Referring back to FIG. 3, the skeletal framework has an upper section and a lower section with beams forming the skeletal framework. The horizontal beams are welded together with intersecting vertical (column) beams in order to form a monolithic structure that can be lifted and carried into place as a singular modular unit. The lower section and potentially an upper section of the skeletal framework has 1) a series of eye bolts (e.g., lugs) welded into the framework, 2) reinforced holes in one or more beams making up the skeletal frame, and/or 3) a combination of both, (also see the lugs in FIG. 5) in order to allow the monolithic, pre-wired, pre-engineered, and pre-assembled integrated platform 100 to be lifted and set into place by at least one of a crane and a chain hoist. The eye bolts are not mated to a nut and then torqued because that would not form a structurally sound enough mechanical connection for the lifting and placing the electrical platform as one modular unit. As a result, the lower framework or both the lower and upper frameworks and may have a series of eye bolts welded into the skeletal framework beams. Again, the integrated platform may be lifted and set into a place by a crane, chain hoist, or other mechanical lifting device using the eye bolts. The monolithic, pre-wired, pre-engineered, and pre-assembled integrated platform 100 with an electrical inverter can weigh with the equipment 45,000 pounds or more. The center of gravity with the equipment for a 20 foot skid would be roughly at the 10 foot section. The center of gravity of the entire system could be up to 2 and ½ foot left of the center beam location. The rigging contractor must take precaution when lifting, as the mounted equipment may make it tilt, however the center of weight with the equipment and the cabinets designed to put the most weight in the center. At least four lifting points (e.g., lugs) may be required to lift the monolithic, pre-wired, pre-engineered, and pre-assembled integrated platform 100 with the electrical inverter(s) properly in place.

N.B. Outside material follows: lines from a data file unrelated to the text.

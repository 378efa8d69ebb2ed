//! Zero-delay simulation of combinational logic circuits
//!
//! This crate models circuits as components connected by wires. Setting a wire
//! propagates the change synchronously through the whole circuit: by the time
//! the call returns, every output depending on the wire has settled. There is
//! no notion of time or delay, and no sequential logic.
//!
//! # Usage
//!
//! The arithmetic operations work on 8-bit strings, most significant bit first,
//! and are computed by simulating ripple-carry adders and inverter banks.
//!
//! ```bash
//! # Show available commands
//! gatesim help
//! # Subtract two numbers; the carry bit is printed first
//! gatesim sub 10010101 11000110
//! # Show the structure of a full adder
//! gatesim show full-adder
//! # Compare the circuits with native arithmetic on random operands
//! gatesim check --count 1000
//! ```
//!
//! # Datastructures
//!
//! `Circuit` is an arena of components and wires, addressed by index handles.
//! Each wire has a single owner, a tri-state value and the list of wires it drives.
//! Inputs of a component trigger its evaluation when they change.
//!
//! Only inverters and 2-input And/Or gates compute anything. Xor, half adders and
//! full adders are composites: they own smaller components and forward their
//! boundary wires to them, so that they can be nested like any other component.
//!
//! For example, here is a full adder circuit:
//! ```
//! # use gatesim::{Circuit, Value};
//! let mut circuit = Circuit::new();
//! let fa = circuit.add_full_adder("F0", None);
//! circuit.set(fa.cin, true).unwrap();
//! circuit.set(fa.a, true).unwrap();
//! circuit.set(fa.b, false).unwrap();
//! assert_eq!(circuit.value(fa.s), Value::Zero);
//! assert_eq!(circuit.value(fa.cout), Value::One);
//! ```
//!
//! The wire graph must be acyclic. A loop is reported as an error, either by
//! [`Circuit::check_acyclic`] or when propagation exceeds the configured depth.

#![warn(missing_docs)]

pub mod arith;
pub mod bits;
pub mod circuit;
pub mod config;
pub mod error;

pub use arith::{AddResult, Alu};
pub use bits::Byte;
pub use circuit::{stats, Circuit, ComponentId, ComponentKind, Observation, Value, WireId};
pub use config::SimConfig;
pub use error::{Error, Result};
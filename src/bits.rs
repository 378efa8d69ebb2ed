//! Conversion between bit strings and boolean sequences
//!
//! Bit strings are written most significant bit first: index 0 is the MSB.

use std::fmt;
use std::str::FromStr;

use crate::error::{Error, Result};

/// Number of bits handled by the arithmetic operations
pub const BYTE_WIDTH: usize = 8;

/// Returns whether the character at `index` of an 8-bit string is '1'
pub fn bit_at(bits: &str, index: usize) -> Result<bool> {
    let byte: Byte = bits.parse()?;
    if index >= BYTE_WIDTH {
        return Err(Error::invalid_input(
            bits,
            format!("bit index {index} out of range"),
        ));
    }
    Ok(byte.bit(index))
}

/// Concatenate booleans into a string of '0' and '1', in the given order
pub fn to_bit_string<I: IntoIterator<Item = bool>>(bits: I) -> String {
    bits.into_iter().map(|b| if b { '1' } else { '0' }).collect()
}

/// An 8-bit value, stored most significant bit first
#[derive(PartialEq, Eq, PartialOrd, Ord, Hash, Clone, Copy, Default)]
pub struct Byte([bool; BYTE_WIDTH]);

impl Byte {
    /// Create from bits, most significant first
    pub fn from_bits(bits: [bool; BYTE_WIDTH]) -> Byte {
        Byte(bits)
    }

    /// Bits, most significant first
    pub fn bits(&self) -> [bool; BYTE_WIDTH] {
        self.0
    }

    /// Bit at the given string index (0 is the most significant bit)
    pub fn bit(&self, index: usize) -> bool {
        self.0[index]
    }

    /// Bits, least significant first
    pub fn lsb_first(&self) -> impl Iterator<Item = bool> + '_ {
        self.0.iter().rev().copied()
    }

    /// Build from bits given least significant first
    pub(crate) fn from_lsb_first<I: IntoIterator<Item = bool>>(bits: I) -> Byte {
        let mut ret = [false; BYTE_WIDTH];
        for (i, b) in bits.into_iter().take(BYTE_WIDTH).enumerate() {
            ret[BYTE_WIDTH - 1 - i] = b;
        }
        Byte(ret)
    }
}

impl FromStr for Byte {
    type Err = Error;

    fn from_str(s: &str) -> Result<Byte> {
        let nb_chars = s.chars().count();
        if nb_chars != BYTE_WIDTH {
            return Err(Error::invalid_input(
                s,
                format!("expected {BYTE_WIDTH} bits, got {nb_chars} characters"),
            ));
        }
        let mut ret = [false; BYTE_WIDTH];
        for (i, ch) in s.chars().enumerate() {
            ret[i] = match ch {
                '0' => false,
                '1' => true,
                _ => {
                    return Err(Error::invalid_input(
                        s,
                        format!("unexpected character {ch:?} at position {i}"),
                    ))
                }
            };
        }
        Ok(Byte(ret))
    }
}

impl From<u8> for Byte {
    fn from(v: u8) -> Byte {
        Byte::from_lsb_first((0..BYTE_WIDTH).map(|i| (v >> i) & 1 != 0))
    }
}

impl From<Byte> for u8 {
    fn from(b: Byte) -> u8 {
        b.lsb_first()
            .enumerate()
            .fold(0, |acc, (i, bit)| acc | ((bit as u8) << i))
    }
}

impl fmt::Display for Byte {
    fn fmt(&self, f: &mut fmt::Formatter<'_>) -> fmt::Result {
        write!(f, "{}", to_bit_string(self.0))
    }
}

impl fmt::Debug for Byte {
    fn fmt(&self, f: &mut fmt::Formatter<'_>) -> fmt::Result {
        fmt::Display::fmt(self, f)
    }
}

#[cfg(test)]
mod tests {
    use super::{bit_at, to_bit_string, Byte};
    use crate::Error;

    #[test]
    fn test_bit_at() {
        assert!(bit_at("10000000", 0).unwrap());
        assert!(!bit_at("10000000", 7).unwrap());
        assert!(bit_at("00000001", 7).unwrap());
        assert!(matches!(
            bit_at("00000001", 8),
            Err(Error::InvalidInput { .. })
        ));
    }

    #[test]
    fn test_to_bit_string() {
        assert_eq!(to_bit_string([true, false, true]), "101");
        assert_eq!(to_bit_string(Vec::new()), "");
        assert_eq!(to_bit_string([false; 8]), "00000000");
    }

    #[test]
    fn test_parse() {
        let b: Byte = "11000110".parse().unwrap();
        assert_eq!(
            b.bits(),
            [true, true, false, false, false, true, true, false]
        );
        assert_eq!(b.to_string(), "11000110");
        assert_eq!(u8::from(b), 0xc6);
    }

    #[test]
    fn test_invalid() {
        for s in ["", "0101", "000000001", "0000000a", "1111 111", "２0000000"] {
            let res = s.parse::<Byte>();
            assert!(
                matches!(res, Err(Error::InvalidInput { .. })),
                "{s:?} should be rejected"
            );
        }
    }

    #[test]
    fn test_u8() {
        for v in 0..=255u8 {
            let b = Byte::from(v);
            assert_eq!(u8::from(b), v);
            assert_eq!(b.to_string(), format!("{v:08b}"));
        }
    }

    #[test]
    fn test_lsb_first() {
        let b = Byte::from(0b0000_0110);
        let lsb: Vec<bool> = b.lsb_first().collect();
        assert_eq!(lsb, vec![false, true, true, false, false, false, false, false]);
        assert_eq!(Byte::from_lsb_first(lsb), b);
    }
}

The platform may have at least four lugs and, in an example, ten lugs (one at each opposing corner and two in the middle of the platform) are welded into the frame. The lifting lugs are heavy duty lifting lugs such as lugs with a 17 ton weight capacity or greater per shackle. The lifting procedure may require a test lift to lift the monolithic, pre-wired, pre-engineered, and pre-assembled integrated platform 100 several inches (e.g., 6 to 8 inches) in the air and check out the integrated platform for any deformation or any center of gravity issues prior to attempting to set the monolithic, pre-wired, pre-engineered, and pre-assembled integrated platform 100 in place in the field. The monolithic, pre-wired, pre-engineered, and pre-assembled integrated platform 100 may also have struts and/or holes in the skeletal frame to allow connection to tag lines to control swaying and spinning of the monolithic, pre-wired, pre-engineered, and pre-assembled integrated platform 100 in place when installing the platform in the field.



FIG. 5 illustrates a back side view of an embodiment of the skeletal framework can be raised off the ground with a set of legs. The skeletal framework has a set of legs under a metal floor of the skeletal framework to raise a remainder of the monolithic, pre-wired, pre-engineered, and pre-assembled integrated platform 100 with the electrical inverter off the ground with the set of legs. The set of legs can include one leg at each corner of the integrated platform and then at least one leg per side in a middle of the integrated platform to support the weight of the integrated platform. The skeletal framework can also have one or more cable trays built in. The skeletal framework, the electrical inverter, the set of electrical disconnects, the electrical transformer, the two or more electrical panels and/or cabinet enclosures, and the cable trays are weatherproofed for outdoors use. The weatherproofing includes the skeletal framework being galvanized and/or having another corrosion prevention treatment.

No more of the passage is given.